Never judge a book by its cover – this uptick on my learning trajectory also came courtesy tennis. An elderly gentleman who was lounging in the Club lobby, invited me to a game. Moved by a sense of pity, I consented, with one condition – that he would start each game with a 30– 0 advantage. ‘In that case’, he said with a twinkle, ‘The first to get to 6-0 gets treated to a six pack of beer.’ I readily agreed, only to be outfoxed every which way. The wily old codger sent me spinning this way and that, drawing me to the net and then throwing in a crafty lob, till I was in a complete tizzy. As I walked off after 6–0 drubbing, he confided, ‘You need not be crestfallen young man. I am the current National Senior champion!’

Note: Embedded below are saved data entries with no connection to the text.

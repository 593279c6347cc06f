//! Subject selection: the 3–4 A-levels every request is built from.

use serde::{Deserialize, Serialize};

use crate::errors::AppError;

/// Form slots: three mandatory, one optional.
pub const SELECTION_SLOTS: usize = 4;
pub const MIN_SUBJECTS: usize = 3;

pub const TOO_FEW_SUBJECTS: &str = "Please select at least 3 subjects.";
pub const DUPLICATE_SUBJECT: &str = "Each subject can only be chosen once.";

/// A validated selection: trimmed, non-blank, unique, 3 or 4 entries.
#[derive(Debug, Clone, PartialEq, Eq, Serialize, Deserialize)]
#[serde(try_from = "Vec<String>", into = "Vec<String>")]
pub struct SubjectSelection {
    subjects: Vec<String>,
}

impl SubjectSelection {
    /// Validates raw form slots. Blank slots are skipped.
    pub fn from_slots<S: AsRef<str>>(slots: &[S]) -> Result<Self, AppError> {
        if slots.len() > SELECTION_SLOTS {
            return Err(AppError::Validation(format!(
                "At most {SELECTION_SLOTS} subjects can be selected."
            )));
        }

        let subjects: Vec<String> = slots
            .iter()
            .map(|s| s.as_ref().trim())
            .filter(|s| !s.is_empty())
            .map(str::to_string)
            .collect();

        if subjects.len() < MIN_SUBJECTS {
            return Err(AppError::Validation(TOO_FEW_SUBJECTS.to_string()));
        }

        for (i, subject) in subjects.iter().enumerate() {
            if subjects[..i].iter().any(|s| s.eq_ignore_ascii_case(subject)) {
                return Err(AppError::Validation(DUPLICATE_SUBJECT.to_string()));
            }
        }

        Ok(Self { subjects })
    }

    pub fn subjects(&self) -> &[String] {
        &self.subjects
    }

    pub fn contains(&self, subject: &str) -> bool {
        self.subjects
            .iter()
            .any(|s| s.eq_ignore_ascii_case(subject.trim()))
    }

    /// Form slots padded with empty strings to the fixed slot count.
    pub fn to_slots(&self) -> Vec<String> {
        let mut slots = self.subjects.clone();
        slots.resize(SELECTION_SLOTS, String::new());
        slots
    }

    /// Comma-separated list for prompts.
    pub fn joined(&self) -> String {
        self.subjects.join(", ")
    }

    /// The selection with `replaced` swapped for `new_subject`, order preserved.
    pub fn substitute(&self, replaced: &str, new_subject: &str) -> Vec<String> {
        self.subjects
            .iter()
            .map(|s| {
                if s.eq_ignore_ascii_case(replaced.trim()) {
                    new_subject.trim().to_string()
                } else {
                    s.clone()
                }
            })
            .collect()
    }
}

impl TryFrom<Vec<String>> for SubjectSelection {
    type Error = AppError;

    fn try_from(slots: Vec<String>) -> Result<Self, Self::Error> {
        SubjectSelection::from_slots(&slots)
    }
}

impl From<SubjectSelection> for Vec<String> {
    fn from(selection: SubjectSelection) -> Self {
        selection.to_slots()
    }
}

As with people, so with places. I have enjoyed tennis on the balmy courts of the Andamans, my hair windswept by the sea-breeze, as much as sweating it out in the mud courts of Vishakhapatnam, fashioned from ant-hills. But if I am asked to pick my favourite, it would be the Bharti Nagar Tennis Club in New Delhi. Arriving from a cosy little town where everyone knew everybody, it was a bit intimidating to find oneself lost in the anonymity of a metropolis. It was then that BNTC took me under her wing, with its plethora of good-natured players to make it an enviable comfort zone. Along with tennis, there were picnics, music sessions and late-night parties galore. Bliss—suddenly, Delhi felt like a second home. Leading to perhaps the most treasured revelation of all: When you open your hearth and heart to strangers, the good times will roll!
So far I have looked at the teachings derived from tennis from an individual perspective. Dare I broaden the canvas to society in general? The obvious benefits are the inculcation of sportsmanship, the fostering of the spirit of camaraderie, and the strengthening of cooperation across the board. Most of all, tennis can make a lasting contribution to World peace. If that sounds like a bit of a stretch, I would like to pose a question— Which other sport starts with the exhortation, ‘Love-all?!’ ( Actually, quite a few—Badminton, T-T, Squash and Volleyball come to mind, but you get my drift.)
Enough, already. Time to get on to the tennis court, where strangers become friends and friends become family!